> _YOUR TASK_:
Note every line in the entries that contains the string "dimmed", and copy it.

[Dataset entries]

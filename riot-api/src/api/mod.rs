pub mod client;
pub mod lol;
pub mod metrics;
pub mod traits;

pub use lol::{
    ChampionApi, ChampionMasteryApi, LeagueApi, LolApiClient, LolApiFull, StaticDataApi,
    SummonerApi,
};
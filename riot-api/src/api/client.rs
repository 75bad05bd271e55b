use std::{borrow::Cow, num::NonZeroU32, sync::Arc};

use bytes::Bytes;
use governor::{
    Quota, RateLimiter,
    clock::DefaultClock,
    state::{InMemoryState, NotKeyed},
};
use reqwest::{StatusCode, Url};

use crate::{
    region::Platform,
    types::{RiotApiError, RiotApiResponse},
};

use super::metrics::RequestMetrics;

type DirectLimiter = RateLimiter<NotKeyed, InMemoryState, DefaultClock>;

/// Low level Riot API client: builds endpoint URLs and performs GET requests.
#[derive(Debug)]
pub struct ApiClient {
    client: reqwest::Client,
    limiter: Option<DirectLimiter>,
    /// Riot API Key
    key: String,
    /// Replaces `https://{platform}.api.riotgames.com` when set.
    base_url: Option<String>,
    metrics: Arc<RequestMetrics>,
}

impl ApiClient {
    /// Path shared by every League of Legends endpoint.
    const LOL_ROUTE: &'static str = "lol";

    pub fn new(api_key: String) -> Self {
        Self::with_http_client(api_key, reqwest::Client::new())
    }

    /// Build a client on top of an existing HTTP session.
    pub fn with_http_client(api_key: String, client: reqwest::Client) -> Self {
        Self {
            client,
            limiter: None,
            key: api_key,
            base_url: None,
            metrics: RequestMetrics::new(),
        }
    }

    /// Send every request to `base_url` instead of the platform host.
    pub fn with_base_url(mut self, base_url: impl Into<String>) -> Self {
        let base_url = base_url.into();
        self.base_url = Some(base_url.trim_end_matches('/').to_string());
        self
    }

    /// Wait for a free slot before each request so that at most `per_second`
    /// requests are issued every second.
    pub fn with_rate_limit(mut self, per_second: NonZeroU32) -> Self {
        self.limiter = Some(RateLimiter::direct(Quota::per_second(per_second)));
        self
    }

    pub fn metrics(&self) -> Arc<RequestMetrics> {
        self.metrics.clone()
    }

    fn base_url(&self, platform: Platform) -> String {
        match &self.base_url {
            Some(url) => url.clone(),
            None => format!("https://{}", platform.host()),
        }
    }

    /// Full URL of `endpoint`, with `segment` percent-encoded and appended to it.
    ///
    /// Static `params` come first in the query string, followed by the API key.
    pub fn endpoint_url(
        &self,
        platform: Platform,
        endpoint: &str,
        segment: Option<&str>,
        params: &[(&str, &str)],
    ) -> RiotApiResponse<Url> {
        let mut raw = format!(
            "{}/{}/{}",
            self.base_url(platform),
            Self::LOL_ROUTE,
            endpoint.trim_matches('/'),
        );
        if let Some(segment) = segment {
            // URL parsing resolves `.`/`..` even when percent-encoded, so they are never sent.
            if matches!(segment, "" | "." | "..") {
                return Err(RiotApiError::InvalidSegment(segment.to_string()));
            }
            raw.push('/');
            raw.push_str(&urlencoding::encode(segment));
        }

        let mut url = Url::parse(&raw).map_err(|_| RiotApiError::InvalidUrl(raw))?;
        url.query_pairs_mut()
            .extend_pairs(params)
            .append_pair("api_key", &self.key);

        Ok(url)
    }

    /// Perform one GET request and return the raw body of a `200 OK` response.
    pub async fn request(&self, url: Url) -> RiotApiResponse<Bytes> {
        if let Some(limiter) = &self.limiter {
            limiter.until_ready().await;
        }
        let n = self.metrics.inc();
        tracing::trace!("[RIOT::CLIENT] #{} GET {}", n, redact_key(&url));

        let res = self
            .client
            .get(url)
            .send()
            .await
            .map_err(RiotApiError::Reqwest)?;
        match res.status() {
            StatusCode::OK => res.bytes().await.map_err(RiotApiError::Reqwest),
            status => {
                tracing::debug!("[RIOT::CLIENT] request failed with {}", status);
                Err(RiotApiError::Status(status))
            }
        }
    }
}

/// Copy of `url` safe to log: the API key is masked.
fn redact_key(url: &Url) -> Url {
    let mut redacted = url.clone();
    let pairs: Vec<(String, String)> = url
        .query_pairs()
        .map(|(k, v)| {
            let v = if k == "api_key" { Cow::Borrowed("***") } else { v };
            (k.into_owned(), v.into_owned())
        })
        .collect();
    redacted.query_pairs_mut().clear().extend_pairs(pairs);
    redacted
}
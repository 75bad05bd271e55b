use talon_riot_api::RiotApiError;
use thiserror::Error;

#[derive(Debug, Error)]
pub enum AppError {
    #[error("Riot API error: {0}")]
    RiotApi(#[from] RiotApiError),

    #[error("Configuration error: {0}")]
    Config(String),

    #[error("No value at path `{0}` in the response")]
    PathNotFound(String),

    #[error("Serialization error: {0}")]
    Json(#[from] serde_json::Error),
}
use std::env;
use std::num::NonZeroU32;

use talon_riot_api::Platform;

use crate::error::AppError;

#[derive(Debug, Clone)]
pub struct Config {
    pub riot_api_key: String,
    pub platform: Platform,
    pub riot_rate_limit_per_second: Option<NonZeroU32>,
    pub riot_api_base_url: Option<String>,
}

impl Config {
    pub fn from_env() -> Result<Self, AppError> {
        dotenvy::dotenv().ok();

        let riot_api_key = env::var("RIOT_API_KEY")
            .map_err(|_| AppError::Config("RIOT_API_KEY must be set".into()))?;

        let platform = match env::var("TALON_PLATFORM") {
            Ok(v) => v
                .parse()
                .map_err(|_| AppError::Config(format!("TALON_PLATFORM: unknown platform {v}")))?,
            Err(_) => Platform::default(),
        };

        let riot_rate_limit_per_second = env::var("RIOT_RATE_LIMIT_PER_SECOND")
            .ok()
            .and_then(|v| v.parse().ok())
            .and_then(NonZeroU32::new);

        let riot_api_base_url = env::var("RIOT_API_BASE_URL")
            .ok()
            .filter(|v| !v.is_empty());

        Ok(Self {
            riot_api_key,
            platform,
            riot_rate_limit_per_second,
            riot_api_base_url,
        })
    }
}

---

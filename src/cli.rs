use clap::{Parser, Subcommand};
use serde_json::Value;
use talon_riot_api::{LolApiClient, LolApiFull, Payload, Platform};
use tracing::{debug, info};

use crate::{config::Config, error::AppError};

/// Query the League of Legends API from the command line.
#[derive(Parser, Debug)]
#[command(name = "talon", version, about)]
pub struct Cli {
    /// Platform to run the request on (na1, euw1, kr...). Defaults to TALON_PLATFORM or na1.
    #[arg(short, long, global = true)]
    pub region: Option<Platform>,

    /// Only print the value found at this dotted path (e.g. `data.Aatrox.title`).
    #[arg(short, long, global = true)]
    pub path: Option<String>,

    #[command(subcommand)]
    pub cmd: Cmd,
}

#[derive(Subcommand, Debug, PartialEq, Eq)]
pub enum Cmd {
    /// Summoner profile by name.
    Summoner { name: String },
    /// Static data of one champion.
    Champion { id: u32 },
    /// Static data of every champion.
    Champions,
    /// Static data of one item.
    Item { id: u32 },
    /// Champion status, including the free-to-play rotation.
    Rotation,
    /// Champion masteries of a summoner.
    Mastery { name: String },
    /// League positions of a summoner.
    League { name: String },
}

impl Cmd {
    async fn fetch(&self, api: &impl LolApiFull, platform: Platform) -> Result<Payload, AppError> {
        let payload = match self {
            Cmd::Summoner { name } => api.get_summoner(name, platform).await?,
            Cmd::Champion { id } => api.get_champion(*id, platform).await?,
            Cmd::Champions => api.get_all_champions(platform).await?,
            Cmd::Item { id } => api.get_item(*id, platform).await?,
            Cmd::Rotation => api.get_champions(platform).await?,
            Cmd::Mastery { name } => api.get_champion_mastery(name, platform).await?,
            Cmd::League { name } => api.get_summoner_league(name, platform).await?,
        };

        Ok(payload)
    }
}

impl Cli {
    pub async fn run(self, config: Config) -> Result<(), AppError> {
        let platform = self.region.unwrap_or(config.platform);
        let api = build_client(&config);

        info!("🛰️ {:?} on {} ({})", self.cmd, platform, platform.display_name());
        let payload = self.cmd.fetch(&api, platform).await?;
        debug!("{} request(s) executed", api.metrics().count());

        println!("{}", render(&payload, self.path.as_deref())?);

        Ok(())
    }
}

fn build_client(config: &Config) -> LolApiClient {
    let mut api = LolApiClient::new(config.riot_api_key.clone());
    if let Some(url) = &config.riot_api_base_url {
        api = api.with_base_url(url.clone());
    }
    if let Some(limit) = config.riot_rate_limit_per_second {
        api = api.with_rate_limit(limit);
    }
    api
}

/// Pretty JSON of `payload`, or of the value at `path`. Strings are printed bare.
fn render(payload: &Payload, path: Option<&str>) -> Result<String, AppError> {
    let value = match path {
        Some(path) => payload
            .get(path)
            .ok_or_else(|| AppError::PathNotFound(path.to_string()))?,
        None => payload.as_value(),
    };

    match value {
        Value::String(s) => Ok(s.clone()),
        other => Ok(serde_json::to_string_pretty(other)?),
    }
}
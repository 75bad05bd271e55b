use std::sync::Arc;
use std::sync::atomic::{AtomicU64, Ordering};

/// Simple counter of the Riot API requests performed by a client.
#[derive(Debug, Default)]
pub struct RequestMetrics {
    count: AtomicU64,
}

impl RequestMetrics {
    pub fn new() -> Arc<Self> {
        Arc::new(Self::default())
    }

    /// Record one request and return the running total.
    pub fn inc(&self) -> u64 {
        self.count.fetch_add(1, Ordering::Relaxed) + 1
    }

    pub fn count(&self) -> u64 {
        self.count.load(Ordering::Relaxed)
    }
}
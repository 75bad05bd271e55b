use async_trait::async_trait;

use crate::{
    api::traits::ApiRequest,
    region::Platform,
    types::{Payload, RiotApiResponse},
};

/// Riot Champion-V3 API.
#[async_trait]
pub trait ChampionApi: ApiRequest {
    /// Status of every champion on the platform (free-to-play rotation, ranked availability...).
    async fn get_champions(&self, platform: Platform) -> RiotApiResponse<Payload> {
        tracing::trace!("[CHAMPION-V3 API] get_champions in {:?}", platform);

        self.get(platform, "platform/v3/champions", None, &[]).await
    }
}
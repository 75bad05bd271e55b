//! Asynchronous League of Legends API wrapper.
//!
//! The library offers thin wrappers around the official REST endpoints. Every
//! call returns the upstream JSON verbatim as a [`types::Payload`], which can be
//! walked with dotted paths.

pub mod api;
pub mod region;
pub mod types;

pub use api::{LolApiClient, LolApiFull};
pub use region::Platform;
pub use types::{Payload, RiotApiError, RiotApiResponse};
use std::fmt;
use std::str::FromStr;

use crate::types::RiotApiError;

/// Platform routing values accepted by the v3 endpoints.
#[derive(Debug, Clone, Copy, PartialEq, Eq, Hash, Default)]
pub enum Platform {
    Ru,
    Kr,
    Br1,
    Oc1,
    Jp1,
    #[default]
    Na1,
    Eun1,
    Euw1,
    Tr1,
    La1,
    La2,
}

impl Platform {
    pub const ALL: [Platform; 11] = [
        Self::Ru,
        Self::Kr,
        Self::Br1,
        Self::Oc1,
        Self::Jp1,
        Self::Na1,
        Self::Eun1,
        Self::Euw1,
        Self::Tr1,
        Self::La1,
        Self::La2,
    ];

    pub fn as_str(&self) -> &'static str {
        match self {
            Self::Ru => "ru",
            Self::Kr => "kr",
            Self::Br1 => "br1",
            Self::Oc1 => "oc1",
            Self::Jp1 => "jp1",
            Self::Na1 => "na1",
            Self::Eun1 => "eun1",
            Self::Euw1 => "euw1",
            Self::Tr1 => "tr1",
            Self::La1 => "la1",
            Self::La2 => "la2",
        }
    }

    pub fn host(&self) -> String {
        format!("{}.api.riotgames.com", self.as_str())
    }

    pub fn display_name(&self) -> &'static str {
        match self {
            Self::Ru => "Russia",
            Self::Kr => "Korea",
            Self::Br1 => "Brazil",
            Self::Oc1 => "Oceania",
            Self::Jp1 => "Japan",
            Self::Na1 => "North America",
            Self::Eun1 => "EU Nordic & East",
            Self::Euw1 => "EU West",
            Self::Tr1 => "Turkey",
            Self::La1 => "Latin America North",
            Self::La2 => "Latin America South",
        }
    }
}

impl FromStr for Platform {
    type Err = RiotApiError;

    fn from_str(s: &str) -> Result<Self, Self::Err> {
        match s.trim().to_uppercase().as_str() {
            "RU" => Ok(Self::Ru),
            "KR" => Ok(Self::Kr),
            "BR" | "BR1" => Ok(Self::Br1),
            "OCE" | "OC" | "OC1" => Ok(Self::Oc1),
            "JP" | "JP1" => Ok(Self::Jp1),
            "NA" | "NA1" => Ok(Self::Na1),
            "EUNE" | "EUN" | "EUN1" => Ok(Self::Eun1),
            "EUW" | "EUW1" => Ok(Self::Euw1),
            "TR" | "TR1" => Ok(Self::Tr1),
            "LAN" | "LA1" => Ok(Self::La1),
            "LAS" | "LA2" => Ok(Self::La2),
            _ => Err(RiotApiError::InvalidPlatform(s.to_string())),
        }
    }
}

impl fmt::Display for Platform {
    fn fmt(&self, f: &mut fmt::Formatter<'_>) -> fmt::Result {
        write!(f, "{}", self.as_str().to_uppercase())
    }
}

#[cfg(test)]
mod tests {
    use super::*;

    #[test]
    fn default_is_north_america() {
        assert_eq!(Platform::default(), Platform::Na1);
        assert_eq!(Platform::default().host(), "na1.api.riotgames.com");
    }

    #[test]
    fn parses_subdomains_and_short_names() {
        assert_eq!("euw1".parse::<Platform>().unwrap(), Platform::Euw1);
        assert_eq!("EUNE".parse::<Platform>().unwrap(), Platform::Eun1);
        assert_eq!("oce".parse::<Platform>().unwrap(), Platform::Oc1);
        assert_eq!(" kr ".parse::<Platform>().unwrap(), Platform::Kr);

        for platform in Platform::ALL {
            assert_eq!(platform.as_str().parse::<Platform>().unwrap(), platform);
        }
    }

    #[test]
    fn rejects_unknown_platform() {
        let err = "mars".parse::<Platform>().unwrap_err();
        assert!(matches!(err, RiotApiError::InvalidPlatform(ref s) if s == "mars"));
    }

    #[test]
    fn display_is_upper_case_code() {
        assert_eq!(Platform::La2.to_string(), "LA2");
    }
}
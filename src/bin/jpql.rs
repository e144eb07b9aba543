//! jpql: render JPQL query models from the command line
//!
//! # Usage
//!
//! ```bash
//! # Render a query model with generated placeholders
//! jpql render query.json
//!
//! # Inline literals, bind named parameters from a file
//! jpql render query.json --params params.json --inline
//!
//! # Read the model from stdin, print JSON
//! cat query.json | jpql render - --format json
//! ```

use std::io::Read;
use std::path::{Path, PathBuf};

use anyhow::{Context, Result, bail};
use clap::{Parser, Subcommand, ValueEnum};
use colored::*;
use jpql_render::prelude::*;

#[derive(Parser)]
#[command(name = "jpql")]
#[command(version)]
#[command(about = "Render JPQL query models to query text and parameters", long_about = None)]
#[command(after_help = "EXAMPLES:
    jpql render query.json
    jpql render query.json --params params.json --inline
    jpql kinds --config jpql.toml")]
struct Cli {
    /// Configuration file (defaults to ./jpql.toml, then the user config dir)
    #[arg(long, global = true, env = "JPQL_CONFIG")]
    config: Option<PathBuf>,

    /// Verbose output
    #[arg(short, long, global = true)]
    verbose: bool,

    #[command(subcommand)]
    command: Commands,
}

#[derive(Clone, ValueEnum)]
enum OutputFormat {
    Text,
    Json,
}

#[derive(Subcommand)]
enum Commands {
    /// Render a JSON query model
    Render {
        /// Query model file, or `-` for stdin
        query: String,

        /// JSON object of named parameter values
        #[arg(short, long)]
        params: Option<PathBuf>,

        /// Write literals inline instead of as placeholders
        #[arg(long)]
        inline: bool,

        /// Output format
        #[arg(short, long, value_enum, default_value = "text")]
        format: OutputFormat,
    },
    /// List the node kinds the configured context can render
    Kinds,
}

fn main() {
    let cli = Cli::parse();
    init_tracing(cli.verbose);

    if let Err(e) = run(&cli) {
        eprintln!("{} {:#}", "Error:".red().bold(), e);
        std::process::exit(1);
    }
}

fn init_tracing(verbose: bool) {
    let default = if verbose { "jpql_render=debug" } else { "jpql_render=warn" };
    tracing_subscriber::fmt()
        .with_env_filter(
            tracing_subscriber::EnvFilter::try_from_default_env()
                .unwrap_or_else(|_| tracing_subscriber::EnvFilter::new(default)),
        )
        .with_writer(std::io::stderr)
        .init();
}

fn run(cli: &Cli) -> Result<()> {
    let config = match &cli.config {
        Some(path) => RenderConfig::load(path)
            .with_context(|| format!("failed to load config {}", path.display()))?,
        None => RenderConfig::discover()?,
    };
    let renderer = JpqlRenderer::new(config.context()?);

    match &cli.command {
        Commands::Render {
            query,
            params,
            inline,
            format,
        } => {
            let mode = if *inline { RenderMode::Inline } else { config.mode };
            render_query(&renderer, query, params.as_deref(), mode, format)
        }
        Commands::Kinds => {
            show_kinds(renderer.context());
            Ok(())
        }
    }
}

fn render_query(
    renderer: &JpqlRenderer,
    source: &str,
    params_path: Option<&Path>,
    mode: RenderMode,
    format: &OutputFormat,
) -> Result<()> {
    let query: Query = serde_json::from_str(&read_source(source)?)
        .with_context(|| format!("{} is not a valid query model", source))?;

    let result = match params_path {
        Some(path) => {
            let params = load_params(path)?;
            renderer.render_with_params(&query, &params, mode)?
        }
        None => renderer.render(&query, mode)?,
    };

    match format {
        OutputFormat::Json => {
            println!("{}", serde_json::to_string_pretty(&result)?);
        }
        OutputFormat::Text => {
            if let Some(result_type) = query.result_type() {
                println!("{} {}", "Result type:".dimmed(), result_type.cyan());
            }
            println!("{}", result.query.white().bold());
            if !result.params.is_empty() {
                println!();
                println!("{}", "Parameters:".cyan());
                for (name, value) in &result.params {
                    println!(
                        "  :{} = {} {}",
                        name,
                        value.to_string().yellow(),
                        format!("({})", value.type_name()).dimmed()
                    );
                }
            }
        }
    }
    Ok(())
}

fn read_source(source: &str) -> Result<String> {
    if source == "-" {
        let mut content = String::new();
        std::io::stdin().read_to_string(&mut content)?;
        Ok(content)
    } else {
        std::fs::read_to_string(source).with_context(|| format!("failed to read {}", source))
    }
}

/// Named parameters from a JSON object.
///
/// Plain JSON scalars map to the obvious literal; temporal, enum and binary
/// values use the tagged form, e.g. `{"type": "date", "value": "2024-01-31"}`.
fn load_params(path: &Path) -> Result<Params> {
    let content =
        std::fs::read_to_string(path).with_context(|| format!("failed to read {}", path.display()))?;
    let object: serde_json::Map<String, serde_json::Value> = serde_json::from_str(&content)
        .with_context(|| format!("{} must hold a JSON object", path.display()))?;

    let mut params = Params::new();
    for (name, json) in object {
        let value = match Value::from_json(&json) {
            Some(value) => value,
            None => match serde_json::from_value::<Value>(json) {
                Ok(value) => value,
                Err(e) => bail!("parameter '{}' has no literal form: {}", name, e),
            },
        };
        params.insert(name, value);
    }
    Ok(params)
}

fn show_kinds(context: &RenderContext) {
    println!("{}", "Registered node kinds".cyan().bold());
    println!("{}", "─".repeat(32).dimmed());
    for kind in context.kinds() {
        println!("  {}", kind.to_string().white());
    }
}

---

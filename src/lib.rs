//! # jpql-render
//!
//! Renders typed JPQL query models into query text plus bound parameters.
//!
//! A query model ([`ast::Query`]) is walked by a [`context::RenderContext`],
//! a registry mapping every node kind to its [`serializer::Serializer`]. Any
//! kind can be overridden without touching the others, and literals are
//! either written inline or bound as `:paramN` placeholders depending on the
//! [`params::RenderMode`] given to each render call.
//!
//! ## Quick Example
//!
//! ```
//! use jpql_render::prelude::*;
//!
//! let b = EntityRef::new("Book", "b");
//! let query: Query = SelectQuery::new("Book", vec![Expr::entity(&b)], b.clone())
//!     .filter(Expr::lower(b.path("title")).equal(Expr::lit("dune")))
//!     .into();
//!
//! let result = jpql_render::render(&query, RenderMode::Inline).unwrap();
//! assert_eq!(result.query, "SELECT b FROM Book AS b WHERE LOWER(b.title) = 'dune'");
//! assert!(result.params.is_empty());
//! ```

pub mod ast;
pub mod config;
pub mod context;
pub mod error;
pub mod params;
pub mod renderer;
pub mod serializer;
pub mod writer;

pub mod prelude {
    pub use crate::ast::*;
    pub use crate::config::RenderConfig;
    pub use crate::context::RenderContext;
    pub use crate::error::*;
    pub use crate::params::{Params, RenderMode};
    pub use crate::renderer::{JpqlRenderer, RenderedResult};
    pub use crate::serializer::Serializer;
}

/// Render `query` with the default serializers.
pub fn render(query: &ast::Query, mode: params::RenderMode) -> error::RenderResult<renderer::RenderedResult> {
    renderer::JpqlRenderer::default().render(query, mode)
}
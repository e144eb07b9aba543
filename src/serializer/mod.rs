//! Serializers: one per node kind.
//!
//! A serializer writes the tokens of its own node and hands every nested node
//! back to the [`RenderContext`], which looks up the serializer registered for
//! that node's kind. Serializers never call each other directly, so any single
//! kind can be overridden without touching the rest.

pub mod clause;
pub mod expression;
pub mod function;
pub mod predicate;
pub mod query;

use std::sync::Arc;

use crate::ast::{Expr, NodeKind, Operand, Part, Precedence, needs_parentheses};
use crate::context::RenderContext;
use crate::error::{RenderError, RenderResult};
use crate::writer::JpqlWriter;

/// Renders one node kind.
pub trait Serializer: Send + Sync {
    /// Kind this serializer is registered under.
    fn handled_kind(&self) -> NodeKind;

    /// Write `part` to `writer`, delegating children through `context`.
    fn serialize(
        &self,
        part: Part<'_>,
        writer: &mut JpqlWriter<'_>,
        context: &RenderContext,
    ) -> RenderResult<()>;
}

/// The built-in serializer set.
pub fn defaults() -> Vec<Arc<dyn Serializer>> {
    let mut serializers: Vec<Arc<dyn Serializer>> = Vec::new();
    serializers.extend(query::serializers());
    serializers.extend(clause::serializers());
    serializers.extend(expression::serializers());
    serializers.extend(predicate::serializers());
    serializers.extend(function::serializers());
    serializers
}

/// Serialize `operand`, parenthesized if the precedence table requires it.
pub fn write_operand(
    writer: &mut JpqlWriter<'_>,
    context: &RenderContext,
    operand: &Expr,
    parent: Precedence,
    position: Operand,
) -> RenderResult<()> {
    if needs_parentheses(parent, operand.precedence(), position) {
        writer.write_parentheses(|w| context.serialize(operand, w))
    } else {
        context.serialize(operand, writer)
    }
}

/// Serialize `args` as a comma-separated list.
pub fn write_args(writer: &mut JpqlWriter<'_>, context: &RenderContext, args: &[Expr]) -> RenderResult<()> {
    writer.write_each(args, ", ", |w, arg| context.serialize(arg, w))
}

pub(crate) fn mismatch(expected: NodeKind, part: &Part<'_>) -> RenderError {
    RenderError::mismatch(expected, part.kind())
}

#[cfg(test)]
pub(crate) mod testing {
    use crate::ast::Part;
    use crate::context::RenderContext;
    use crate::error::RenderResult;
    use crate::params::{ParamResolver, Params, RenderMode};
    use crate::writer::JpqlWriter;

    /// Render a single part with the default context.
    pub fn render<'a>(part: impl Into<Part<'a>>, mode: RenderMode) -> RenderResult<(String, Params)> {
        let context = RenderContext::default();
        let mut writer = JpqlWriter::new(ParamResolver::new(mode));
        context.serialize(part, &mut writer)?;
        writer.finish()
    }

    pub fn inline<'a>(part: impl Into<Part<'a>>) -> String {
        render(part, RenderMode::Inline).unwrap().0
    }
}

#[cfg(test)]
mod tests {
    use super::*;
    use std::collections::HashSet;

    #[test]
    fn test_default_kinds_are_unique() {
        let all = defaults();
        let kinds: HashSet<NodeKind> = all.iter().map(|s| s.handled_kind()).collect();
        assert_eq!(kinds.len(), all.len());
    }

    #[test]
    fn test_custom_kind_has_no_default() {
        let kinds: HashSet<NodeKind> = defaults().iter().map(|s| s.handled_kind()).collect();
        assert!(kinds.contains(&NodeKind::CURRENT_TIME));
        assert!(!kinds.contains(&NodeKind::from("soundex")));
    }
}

> _RESPONSE TO THIS TASK_:
                println!("{} {}", "Result type:".dimmed(), result_type.cyan());
                        format!("({})", value.type_name()).dimmed()
    println!("{}", "─".repeat(32).dimmed());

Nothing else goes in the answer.